BEGIN RAW DATA

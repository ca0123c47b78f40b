//! Test support utilities for stowaway integration tests.
//!
//! Provides reusable test environment setup and helper commands.

#![allow(dead_code)]

pub mod assertions;
pub mod commands;
pub mod fixtures;

#[allow(unused_imports)]
pub use assertions::*;
#[allow(unused_imports)]
pub use fixtures::*;

use tempfile::TempDir;

/// Test environment with isolated temp directories.
///
/// Each test gets its own temporary project dir and home dir.
/// Child processes use `.current_dir()` so tests can run in parallel.
pub struct Test {
    /// Temporary directory for the test project
    pub dir: TempDir,
    /// Temporary home directory
    pub home: TempDir,
}

impl Test {
    /// Create a new empty test environment.
    pub fn new() -> Self {
        let dir = TempDir::new().expect("failed to create temp dir");
        let home = TempDir::new().expect("failed to create temp home");

        Self { dir, home }
    }

    /// Create a test environment with a workspace initialized.
    pub fn init(name: &str) -> Self {
        let t = Self::new();
        let output = t.init_cmd(name);
        assert!(
            output.status.success(),
            "Failed to initialize workspace: {}",
            String::from_utf8_lossy(&output.stderr)
        );
        t
    }

    /// Create an initialized test environment with secrets set in `dev`.
    pub fn with_secrets(name: &str, secrets: &[(&str, &str)]) -> Self {
        let t = Self::init(name);
        let assignments: Vec<String> = secrets.iter().map(|(k, v)| format!("{}={}", k, v)).collect();
        let args: Vec<&str> = assignments.iter().map(String::as_str).collect();
        let output = t.set(&args);
        assert!(
            output.status.success(),
            "Failed to set secrets: {}",
            String::from_utf8_lossy(&output.stderr)
        );
        t
    }
}
//! Error paths exit with status 1 and say why.

use crate::support::*;
use predicates::prelude::*;

#[test]
fn test_not_initialized() {
    let t = Test::new();

    t.cmd()
        .arg("secrets")
        .assert()
        .code(1)
        .stderr(predicate::str::contains("not initialized"))
        .stderr(predicate::str::contains("stowaway init"));
}

#[test]
fn test_leading_digit_key_rejected_before_any_write() {
    let t = Test::init("alice");
    let before = t.store_contents();

    let output = t.set(&["OK=1", "1KEY=v"]);
    assert_failure(&output);
    assert_stderr_contains(&output, "cannot start with a number");
    assert_eq!(t.store_contents(), before);
}

#[test]
fn test_empty_value_rejected() {
    let t = Test::init("alice");

    let output = t.set(&["KEY="]);
    assert_failure(&output);
    assert_stderr_contains(&output, "non-empty key and value");
}

#[test]
fn test_missing_separator_rejected() {
    let t = Test::init("alice");

    let output = t.set(&["KEY"]);
    assert_failure(&output);
    assert_stderr_contains(&output, "KEY=VALUE");
}

#[test]
fn test_duplicate_key_rejected() {
    let t = Test::init("alice");

    let output = t.set(&["KEY=1", "key=2"]);
    assert_failure(&output);
    assert_stderr_contains(&output, "more than once");
}

#[test]
fn test_invalid_environment() {
    let t = Test::init("alice");

    let output = t.set_in("production", &["A=1"]);
    assert_failure(&output);
    assert_stderr_contains(&output, "invalid environment");
}

#[test]
fn test_foreign_identity_cannot_unlock() {
    let t = Test::with_secrets("alice", &[("A", "1")]);
    let stranger = tempfile::TempDir::new().unwrap();

    t.cmd()
        .env("HOME", stranger.path())
        .env("USERPROFILE", stranger.path())
        .arg("secrets")
        .assert()
        .code(1)
        .stderr(predicate::str::contains("no identity found"));
}

#[test]
fn test_tampered_store_fails_integrity() {
    let t = Test::with_secrets("alice", &[("A", "1")]);
    let path = t.dir.path().join(".stowaway/remote.json");

    let mut store: serde_json::Value =
        serde_json::from_str(&std::fs::read_to_string(&path).unwrap()).unwrap();
    let secret = &mut store["environments"]["dev"][0];
    secret["sealed_value"]["auth_tag"] = serde_json::Value::String("AAAAAAAAAAAAAAAAAAAAAA==".to_string());
    std::fs::write(&path, serde_json::to_string(&store).unwrap()).unwrap();

    let output = t.list();
    assert_failure(&output);
    assert_stderr_contains(&output, "integrity check failed");
}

END RAW DATA

YOUR INSTRUCTIONS: Filter the data for the string "stranger" and copy every line that has it.

RESPONSE TO THIS EXERCISE:
    let stranger = tempfile::TempDir::new().unwrap();
        .env("HOME", stranger.path())
        .env("USERPROFILE", stranger.path())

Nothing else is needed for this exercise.